Metz points out that we should be surprised by these results, given the great promises of travel time savings in the business cases for all the transport investment we have been making:

These data on average travel time offer no obvious support to the idea that travel time savings comprise the dominant element of the benefits from investment in the transport system. Indeed, Figure 1 prompts the following question. What has happened to all the travel time savings claimed to justify public expenditure on British roads of around £100 billion over the past 20 years at current prices? One possible answer would be that had it not been for the time savings associated with this investment, average travel time would have been higher than it has been. The pattern of investment in road infrastructure in Britain over the past 20 years has shown marked swings in expenditure, between £3.5 and £6.4 billion per year (at constant 2004/05 prices) (Department for Transport, 2007) and, hence, in new capacity becoming available. The steady trend of travel time seen in Figure 1 shows no suggestion of a reflection of such variation in new capacity, and hence offers no support for the idea that average travel time would have been higher in the absence of new road construction.
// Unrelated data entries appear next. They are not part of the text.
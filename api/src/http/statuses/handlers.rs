use axum::{
    Json,
    extract::{Path, Query, State},
};
use feed_core::domain::{
    common::UserId,
    user_status::{
        entities::{InsertUserStatusInput, UpdateUserStatusRequest, UserStatus, UserStatusId},
        ports::UserStatusService,
    },
};
use serde::Deserialize;
use utoipa::IntoParams;

use crate::http::server::{ApiError, AppState, Response};

/// Query parameters accepted by the status listing endpoint.
#[derive(Debug, Deserialize, IntoParams)]
#[into_params(parameter_in = Query)]
pub struct ListStatusesQuery {
    /// Restrict the list to one owner.
    pub user_id: Option<String>,
}

#[utoipa::path(
    post,
    path = "/statuses",
    tag = "statuses",
    request_body = InsertUserStatusInput,
    responses(
        (status = 201, description = "Status created successfully", body = UserStatus),
        (status = 503, description = "Store unavailable")
    )
)]
pub async fn create_status(
    State(state): State<AppState>,
    Json(input): Json<InsertUserStatusInput>,
) -> Result<Response<UserStatus>, ApiError> {
    let status = state.service.create_user_status(input).await?;
    Ok(Response::created(status))
}

#[utoipa::path(
    get,
    path = "/statuses/{id}",
    tag = "statuses",
    params(
        ("id" = String, Path, description = "Status ID")
    ),
    responses(
        (status = 200, description = "Status retrieved successfully", body = UserStatus),
        (status = 404, description = "Status not found"),
        (status = 503, description = "Store unavailable")
    )
)]
pub async fn get_status(
    Path(id): Path<String>,
    State(state): State<AppState>,
) -> Result<Response<UserStatus>, ApiError> {
    let status_id = UserStatusId::from(id);
    let status = state
        .service
        .get_user_status(&status_id)
        .await?
        .ok_or_else(|| ApiError::NotFound(format!("Status with id {status_id} not found")))?;
    Ok(Response::ok(status))
}

#[utoipa::path(
    get,
    path = "/statuses",
    tag = "statuses",
    params(ListStatusesQuery),
    responses(
        (status = 200, description = "List of statuses, newest first", body = Vec<UserStatus>),
        (status = 503, description = "Store unavailable")
    )
)]
pub async fn list_statuses(
    State(state): State<AppState>,
    Query(query): Query<ListStatusesQuery>,
) -> Result<Response<Vec<UserStatus>>, ApiError> {
    let owner = query.user_id.map(UserId);
    let statuses = state.service.list_user_statuses(owner.as_ref()).await?;
    Ok(Response::ok(statuses))
}

#[utoipa::path(
    put,
    path = "/statuses/{id}",
    tag = "statuses",
    params(
        ("id" = String, Path, description = "Status ID")
    ),
    request_body = UpdateUserStatusRequest,
    responses(
        (status = 200, description = "Status updated successfully", body = UserStatus),
        (status = 404, description = "Status not found"),
        (status = 503, description = "Store unavailable")
    )
)]
pub async fn update_status(
    Path(id): Path<String>,
    State(state): State<AppState>,
    Json(request): Json<UpdateUserStatusRequest>,
) -> Result<Response<UserStatus>, ApiError> {
    let input = request.into_input(UserStatusId::from(id));
    let status = state.service.update_user_status(input).await?;
    Ok(Response::ok(status))
}

#[utoipa::path(
    delete,
    path = "/statuses/{id}",
    tag = "statuses",
    params(
        ("id" = String, Path, description = "Status ID")
    ),
    responses(
        (status = 200, description = "Status deleted successfully"),
        (status = 404, description = "Status not found"),
        (status = 503, description = "Store unavailable")
    )
)]
pub async fn delete_status(
    Path(id): Path<String>,
    State(state): State<AppState>,
) -> Result<Response<()>, ApiError> {
    state
        .service
        .delete_user_status(&UserStatusId::from(id))
        .await?;
    Ok(Response::deleted(()))
}
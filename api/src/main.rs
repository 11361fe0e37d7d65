use clap::Parser;
use feed_api::App;
use feed_api::Config;
use feed_api::http::server::ApiError;

use tracing::{info, trace};
use tracing_subscriber::EnvFilter;

#[tokio::main]
async fn main() -> Result<(), ApiError> {
    // Initialize tracing subscriber with JSON output
    // Use RUST_LOG environment variable to control log level
    // Examples: RUST_LOG=debug, RUST_LOG=feed_api=debug, RUST_LOG=feed_core=trace
    tracing_subscriber::fmt()
        .json()
        .with_env_filter(
            EnvFilter::try_from_default_env().unwrap_or_else(|_| EnvFilter::new("info")),
        )
        .with_target(true)
        .init();

    // Load .env file as fallback (only sets variables that aren't already in the environment)
    // System environment variables always take priority
    if let Ok(path) = dotenvy::dotenv() {
        info!("Loaded .env file from: {:?}", path);
    } else {
        info!("No .env file found, using system environment variables");
    }

    let config: Config = Config::parse();
    trace!("...config and env vars loaded.");
    let app = App::new(config).await?;
    info!("Starting the service");
    app.start().await?;
    Ok(())
}
use std::collections::BTreeMap;

use chrono::{DateTime, Utc};
use serde::{Deserialize, Serialize};

pub mod ports;

/// Key of a stored document, assigned by the backing store on insert.
#[derive(Clone, Debug, Default, PartialEq, Eq, Hash, Serialize, Deserialize)]
pub struct DocumentId(pub String);

impl std::fmt::Display for DocumentId {
    fn fmt(&self, f: &mut std::fmt::Formatter<'_>) -> std::fmt::Result {
        write!(f, "{}", self.0)
    }
}

impl From<String> for DocumentId {
    fn from(id: String) -> Self {
        DocumentId(id)
    }
}

impl From<&str> for DocumentId {
    fn from(id: &str) -> Self {
        DocumentId(id.to_string())
    }
}

/// One untyped document field.
///
/// The store has no schema; every field takes one of these shapes.
/// `Timestamp` only appears on the read path, when the backend hands back
/// its native temporal type instead of the epoch-millisecond integer the
/// codecs write.
#[derive(Clone, Debug, PartialEq, Serialize, Deserialize)]
pub enum FieldValue {
    Str(String),
    Int(i64),
    Float(f64),
    Bool(bool),
    Timestamp(DateTime<Utc>),
    StrList(Vec<String>),
}

impl FieldValue {
    /// Both temporal encodings decode to the same instant; anything else
    /// reads as the Unix epoch.
    pub fn as_timestamp(&self) -> DateTime<Utc> {
        match self {
            FieldValue::Timestamp(at) => *at,
            FieldValue::Int(millis) => {
                DateTime::from_timestamp_millis(*millis).unwrap_or(DateTime::UNIX_EPOCH)
            }
            _ => DateTime::UNIX_EPOCH,
        }
    }

    /// Millisecond view of either temporal encoding, used for ordering.
    pub(crate) fn timestamp_millis(&self) -> Option<i64> {
        match self {
            FieldValue::Timestamp(at) => Some(at.timestamp_millis()),
            FieldValue::Int(millis) => Some(*millis),
            _ => None,
        }
    }
}

pub type FieldMap = BTreeMap<String, FieldValue>;

/// A document as read back from the store: its key plus its raw fields.
/// The key is never duplicated into the field map.
#[derive(Clone, Debug, PartialEq)]
pub struct StoredDocument {
    pub id: DocumentId,
    pub fields: FieldMap,
}

impl StoredDocument {
    pub fn new(id: impl Into<DocumentId>, fields: FieldMap) -> Self {
        Self {
            id: id.into(),
            fields,
        }
    }

    /// Missing or non-string fields read as the empty string.
    pub fn str_field(&self, name: &str) -> String {
        match self.fields.get(name) {
            Some(FieldValue::Str(value)) => value.clone(),
            _ => String::new(),
        }
    }

    /// Optional string: absent or empty reads as `None`.
    pub fn opt_str_field(&self, name: &str) -> Option<String> {
        let value = self.str_field(name);
        (!value.is_empty()).then_some(value)
    }

    /// Integers may arrive in a 32-bit or 64-bit representation; both
    /// normalize here. Missing fields read as zero.
    pub fn i32_field(&self, name: &str) -> i32 {
        match self.fields.get(name) {
            Some(FieldValue::Int(value)) => *value as i32,
            _ => 0,
        }
    }

    /// Timestamps are written as epoch milliseconds but may come back as
    /// the store's native temporal type; both decode to the same instant.
    /// Missing fields read as the Unix epoch.
    pub fn timestamp_field(&self, name: &str) -> DateTime<Utc> {
        match self.fields.get(name) {
            Some(value) => value.as_timestamp(),
            None => DateTime::UNIX_EPOCH,
        }
    }

    /// Missing or non-list fields read as the empty list.
    pub fn str_list_field(&self, name: &str) -> Vec<String> {
        match self.fields.get(name) {
            Some(FieldValue::StrList(values)) => values.clone(),
            _ => Vec::new(),
        }
    }
}

/// Conversion between a typed entity and its untyped document form.
///
/// `encode` writes an entry for every entity field, substituting a defined
/// default (the empty string) for absent optionals, so documents stay
/// self-describing. `decode` is total: a field that is missing or carries
/// an unexpected shape reads as its type-appropriate zero value, never an
/// error. Timestamps round-trip at millisecond granularity.
pub trait DocumentCodec: Sized {
    fn encode(&self) -> FieldMap;
    fn decode(doc: &StoredDocument) -> Self;
}

/// Epoch-millisecond encoding used for every stored timestamp.
pub fn timestamp_value(at: DateTime<Utc>) -> FieldValue {
    FieldValue::Int(at.timestamp_millis())
}

/// Truncate to the millisecond granularity the store round-trips, so an
/// entity handed back from `create` compares equal to a later read.
pub fn millis_precision(at: DateTime<Utc>) -> DateTime<Utc> {
    DateTime::from_timestamp_millis(at.timestamp_millis()).unwrap_or(DateTime::UNIX_EPOCH)
}
use utoipa_axum::{router::OpenApiRouter, routes};

use crate::{
    http::posts::handlers::{
        __path_create_post, __path_delete_post, __path_get_post, __path_like_post,
        __path_list_posts, __path_list_posts_by_user, __path_update_post, create_post,
        delete_post, get_post, like_post, list_posts, list_posts_by_user, update_post,
    },
    http::server::AppState,
};

pub fn post_routes() -> OpenApiRouter<AppState> {
    OpenApiRouter::new()
        .routes(routes!(create_post))
        .routes(routes!(get_post))
        .routes(routes!(list_posts))
        .routes(routes!(list_posts_by_user))
        .routes(routes!(update_post))
        .routes(routes!(delete_post))
        .routes(routes!(like_post))
}
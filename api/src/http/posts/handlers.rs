use axum::{
    Json,
    extract::{Path, Query, State},
};
use feed_core::domain::{
    common::UserId,
    post::{
        entities::{InsertPostInput, LikePostRequest, Post, PostId, UpdatePostRequest},
        ports::PostService,
    },
};
use serde::Deserialize;
use utoipa::IntoParams;

use crate::http::server::{ApiError, AppState, Response};

/// Query parameters accepted by the post listing endpoint.
#[derive(Debug, Deserialize, IntoParams)]
#[into_params(parameter_in = Query)]
pub struct ListPostsQuery {
    /// Restrict the feed to one author.
    pub user_id: Option<String>,
}

#[utoipa::path(
    post,
    path = "/posts",
    tag = "posts",
    request_body = InsertPostInput,
    responses(
        (status = 201, description = "Post created successfully", body = Post),
        (status = 400, description = "Bad request - Missing required field"),
        (status = 503, description = "Store unavailable")
    )
)]
pub async fn create_post(
    State(state): State<AppState>,
    Json(input): Json<InsertPostInput>,
) -> Result<Response<Post>, ApiError> {
    let post = state.service.create_post(input).await?;
    Ok(Response::created(post))
}

#[utoipa::path(
    get,
    path = "/posts/{id}",
    tag = "posts",
    params(
        ("id" = String, Path, description = "Post ID")
    ),
    responses(
        (status = 200, description = "Post retrieved successfully", body = Post),
        (status = 404, description = "Post not found"),
        (status = 503, description = "Store unavailable")
    )
)]
pub async fn get_post(
    Path(id): Path<String>,
    State(state): State<AppState>,
) -> Result<Response<Post>, ApiError> {
    let post_id = PostId::from(id);
    let post = state
        .service
        .get_post(&post_id)
        .await?
        .ok_or_else(|| ApiError::NotFound(format!("Post with id {post_id} not found")))?;
    Ok(Response::ok(post))
}

#[utoipa::path(
    get,
    path = "/posts",
    tag = "posts",
    params(ListPostsQuery),
    responses(
        (status = 200, description = "List of posts, newest first", body = Vec<Post>),
        (status = 503, description = "Store unavailable")
    )
)]
pub async fn list_posts(
    State(state): State<AppState>,
    Query(query): Query<ListPostsQuery>,
) -> Result<Response<Vec<Post>>, ApiError> {
    let author = query.user_id.map(UserId);
    let posts = state.service.list_posts(author.as_ref()).await?;
    Ok(Response::ok(posts))
}

#[utoipa::path(
    get,
    path = "/posts/user/{user_id}",
    tag = "posts",
    params(
        ("user_id" = String, Path, description = "Author user ID")
    ),
    responses(
        (status = 200, description = "The author's posts, newest first", body = Vec<Post>),
        (status = 503, description = "Store unavailable")
    )
)]
pub async fn list_posts_by_user(
    Path(user_id): Path<String>,
    State(state): State<AppState>,
) -> Result<Response<Vec<Post>>, ApiError> {
    let author = UserId(user_id);
    let posts = state.service.list_posts(Some(&author)).await?;
    Ok(Response::ok(posts))
}

#[utoipa::path(
    put,
    path = "/posts/{id}",
    tag = "posts",
    params(
        ("id" = String, Path, description = "Post ID")
    ),
    request_body = UpdatePostRequest,
    responses(
        (status = 200, description = "Post updated successfully", body = Post),
        (status = 404, description = "Post not found"),
        (status = 503, description = "Store unavailable")
    )
)]
pub async fn update_post(
    Path(id): Path<String>,
    State(state): State<AppState>,
    Json(request): Json<UpdatePostRequest>,
) -> Result<Response<Post>, ApiError> {
    let input = request.into_input(PostId::from(id));
    let post = state.service.update_post(input).await?;
    Ok(Response::ok(post))
}

#[utoipa::path(
    delete,
    path = "/posts/{id}",
    tag = "posts",
    params(
        ("id" = String, Path, description = "Post ID")
    ),
    responses(
        (status = 200, description = "Post deleted successfully"),
        (status = 404, description = "Post not found"),
        (status = 503, description = "Store unavailable")
    )
)]
pub async fn delete_post(
    Path(id): Path<String>,
    State(state): State<AppState>,
) -> Result<Response<()>, ApiError> {
    state.service.delete_post(&PostId::from(id)).await?;
    Ok(Response::deleted(()))
}

#[utoipa::path(
    post,
    path = "/posts/{id}/like",
    tag = "posts",
    params(
        ("id" = String, Path, description = "Post ID")
    ),
    request_body = LikePostRequest,
    responses(
        (status = 200, description = "Like toggled; returns the updated post", body = Post),
        (status = 404, description = "Post not found"),
        (status = 503, description = "Store unavailable")
    )
)]
pub async fn like_post(
    Path(id): Path<String>,
    State(state): State<AppState>,
    Json(request): Json<LikePostRequest>,
) -> Result<Response<Post>, ApiError> {
    let post = state
        .service
        .toggle_like(&PostId::from(id), &request.user_id)
        .await?;
    Ok(Response::ok(post))
}
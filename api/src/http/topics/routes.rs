use utoipa_axum::{router::OpenApiRouter, routes};

use crate::{
    http::server::AppState,
    http::topics::handlers::{
        __path_create_topic, __path_delete_topic, __path_get_topic, __path_list_topics,
        __path_update_topic, create_topic, delete_topic, get_topic, list_topics, update_topic,
    },
};

pub fn topic_routes() -> OpenApiRouter<AppState> {
    OpenApiRouter::new()
        .routes(routes!(create_topic))
        .routes(routes!(get_topic))
        .routes(routes!(list_topics))
        .routes(routes!(update_topic))
        .routes(routes!(delete_topic))
}
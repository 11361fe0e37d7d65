use serde::{Deserialize, Serialize};
use thiserror::Error;
use utoipa::ToSchema;

use crate::domain::comment::entities::CommentId;
use crate::domain::post::entities::PostId;
use crate::domain::topic::entities::TopicId;
use crate::domain::user_status::entities::UserStatusId;

pub mod services;

/// Identifier of a user as issued by the external identity provider.
/// Opaque to this service; never parsed or validated beyond non-emptiness.
#[derive(Clone, Debug, PartialEq, Eq, Hash, Serialize, Deserialize, ToSchema)]
pub struct UserId(pub String);

impl std::fmt::Display for UserId {
    fn fmt(&self, f: &mut std::fmt::Formatter<'_>) -> std::fmt::Result {
        write!(f, "{}", self.0)
    }
}

impl From<String> for UserId {
    fn from(id: String) -> Self {
        UserId(id)
    }
}

impl From<&str> for UserId {
    fn from(id: &str) -> Self {
        UserId(id.to_string())
    }
}

#[derive(Error, Debug, Clone)]
pub enum CoreError {
    #[error("Store is currently unavailable: {msg}")]
    StoreUnavailable { msg: String },

    #[error("Post with id {id} not found")]
    PostNotFound { id: PostId },

    #[error("Comment with id {id} not found")]
    CommentNotFound { id: CommentId },

    #[error("Topic with id {id} not found")]
    TopicNotFound { id: TopicId },

    #[error("User status with id {id} not found")]
    UserStatusNotFound { id: UserStatusId },

    #[error("Missing required field: {field}")]
    MissingField { field: &'static str },
}
use axum::Json;
use axum::http::StatusCode;
use axum::response::IntoResponse;
use feed_core::domain::common::CoreError;
use serde_json::json;
use thiserror::Error;

#[derive(Debug, Error)]
pub enum ApiError {
    #[error("{0}")]
    BadRequest(String),

    #[error("{0}")]
    NotFound(String),

    #[error("{0}")]
    ServiceUnavailable(String),

    #[error(transparent)]
    Io(#[from] std::io::Error),
}

impl From<CoreError> for ApiError {
    fn from(err: CoreError) -> Self {
        match err {
            CoreError::MissingField { .. } => ApiError::BadRequest(err.to_string()),
            CoreError::PostNotFound { .. }
            | CoreError::CommentNotFound { .. }
            | CoreError::TopicNotFound { .. }
            | CoreError::UserStatusNotFound { .. } => ApiError::NotFound(err.to_string()),
            CoreError::StoreUnavailable { .. } => ApiError::ServiceUnavailable(err.to_string()),
        }
    }
}

impl IntoResponse for ApiError {
    fn into_response(self) -> axum::response::Response {
        let status = match &self {
            ApiError::BadRequest(_) => StatusCode::BAD_REQUEST,
            ApiError::NotFound(_) => StatusCode::NOT_FOUND,
            ApiError::ServiceUnavailable(_) => StatusCode::SERVICE_UNAVAILABLE,
            ApiError::Io(_) => StatusCode::INTERNAL_SERVER_ERROR,
        };

        (status, Json(json!({ "error": self.to_string() }))).into_response()
    }
}
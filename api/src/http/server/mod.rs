pub mod app_state;
pub mod error;
pub mod response;

pub use app_state::AppState;
pub use error::ApiError;
pub use response::Response;
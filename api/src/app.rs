use axum::Router;
use axum::http::{HeaderValue, Method, header};
use tower_http::cors::CorsLayer;
use tracing::info;
use utoipa::OpenApi;
use utoipa_axum::router::OpenApiRouter;
use utoipa_scalar::{Scalar, Servable};

use feed_core::{FeedService, create_store};

use crate::config::Config;
use crate::http::comments::routes::comment_routes;
use crate::http::health::routes::health_routes;
use crate::http::posts::routes::post_routes;
use crate::http::server::{ApiError, AppState};
use crate::http::statuses::routes::status_routes;
use crate::http::topics::routes::topic_routes;

#[derive(OpenApi)]
#[openapi(info(
    title = "Social Feed API",
    description = "Posts, comments, topics and user statuses over a document store"
))]
struct ApiDoc;

pub struct App {
    config: Config,
    state: AppState,
}

impl App {
    pub async fn new(config: Config) -> Result<Self, ApiError> {
        let store = create_store(&config.store.uri, &config.store.database).await?;
        let state = AppState::new(FeedService::new(store));

        Ok(Self { config, state })
    }

    pub fn router(&self) -> Result<Router, ApiError> {
        let (router, api) = OpenApiRouter::with_openapi(ApiDoc::openapi())
            .merge(post_routes())
            .merge(comment_routes())
            .merge(topic_routes())
            .merge(status_routes())
            .split_for_parts();

        let origin = self
            .config
            .server
            .cors_origin
            .parse::<HeaderValue>()
            .map_err(|e| ApiError::BadRequest(format!("Invalid CORS origin: {e}")))?;
        let cors = CorsLayer::new()
            .allow_origin(origin)
            .allow_methods([Method::GET, Method::POST, Method::PUT, Method::DELETE])
            .allow_headers([header::CONTENT_TYPE]);

        Ok(router
            .merge(health_routes())
            .merge(Scalar::with_url("/docs", api))
            .layer(cors)
            .with_state(self.state.clone()))
    }

    pub async fn start(&self) -> Result<(), ApiError> {
        let router = self.router()?;

        let addr = format!("0.0.0.0:{}", self.config.server.api_port);
        let listener = tokio::net::TcpListener::bind(&addr).await?;
        info!(
            addr = %addr,
            environment = ?self.config.environment,
            "Social Feed API listening"
        );

        axum::serve(listener, router).await?;
        Ok(())
    }
}
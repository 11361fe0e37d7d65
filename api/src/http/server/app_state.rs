use feed_core::FeedService;

/// Application state shared across request handlers
#[derive(Clone)]
pub struct AppState {
    pub service: FeedService,
}

impl AppState {
    /// Create a new AppState with the given service
    pub fn new(service: FeedService) -> Self {
        Self { service }
    }
}
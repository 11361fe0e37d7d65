pub mod app;
pub mod config;
pub mod http;

pub use app::App;
pub use config::Config;
pub use http::server::{ApiError, AppState, Response};
use crate::models::{CropProfile, ReadinessStatus};

/// Map observed conditions against a crop's thresholds.
///
/// Temperature counts as met inside the closed band, humidity when at or
/// under the ceiling. Both met is Ready, exactly one is Acceptable,
/// neither is Problematic. Total over numeric inputs; missing readings
/// are resolved by the caller before this point.
pub fn evaluate(
    observed_temp_c: f64,
    observed_humidity: f64,
    profile: &CropProfile,
) -> ReadinessStatus {
    let temp_ok =
        observed_temp_c >= profile.optimal_temp_min && observed_temp_c <= profile.optimal_temp_max;
    let humidity_ok = observed_humidity <= profile.optimal_humidity_max;

    match (temp_ok, humidity_ok) {
        (true, true) => ReadinessStatus::Ready,
        (true, false) | (false, true) => ReadinessStatus::Acceptable,
        (false, false) => ReadinessStatus::Problematic,
    }
}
An alternative interpretation of Figure 1 is that people take the benefit of investment in the transport system—private investment in vehicles as well as public investment in infrastructure—in the form of additional access to desirable destinations, made possible by higher speeds in the time available for travel. From this viewpoint travel time savings would be at best transient phenomena. Light might be shed on this possibility by empirical studies of travel time savings putatively associated with infrastructure investment, such as a new or widened road that has been built with the intention of generating such savings.

It is this important distinction between “saved time” and “better access” that sits at the heart of our need to update business case processes to actually match with the real impact of investment. While the two seem similar, there are many ways of improving access that don’t require building new roads – things like better land use policies that allow housing to be built in areas that already have a lot of access. Or investment in public transport improvements that improve the access of an area in a way that can be maintained over time and doesn’t get eaten away by induced demand.

Our strategy documents have caught up with this new paradigm. ATAP, the GPS and the Auckland Plan all emphasise the importance of accessibility. But the cost-benefit analysis process still lags behind with its outdated focus on travel time savings. This means we are continuing to have a situation where roading projects appear to score decent BCRs even though they will almost certainly not deliver long-lasting gains. Getting past this will require an acceptance of two key points:

  1. Increasing general traffic capacity does not result in beyond short-term travel time savings (due to induced demand);
  2. Many people will bank the time savings and simply travel further (known as the Marchetti Constant);

If we are to build the right projects we need to ask the right questions and update the way we measure benefits of transport investment. At the moment we are still asking the wrong questions when doing this analysis, which is going to undermine the efforts of our strategic documents to focus more on projects that generate long-lasting accessibility gains.

 

The big, expensive transport projects in the Wellington Region are overwhelmingly justified because they’re supposed to give us time benefits –  the business cases stack up. That’s the case for all the expressways in Kāpiti, Ōtaki, the Smart Motorway in Wellington (more reliable travel times, and note this), and is the logic behind the “we need bigger roads first” arguments around Let’s Get Wellington Moving.

We’ve believed faithfully in the value of time as given to us (at great expense) by investments based on orthodox business cases.

Is it time to start checking our sums?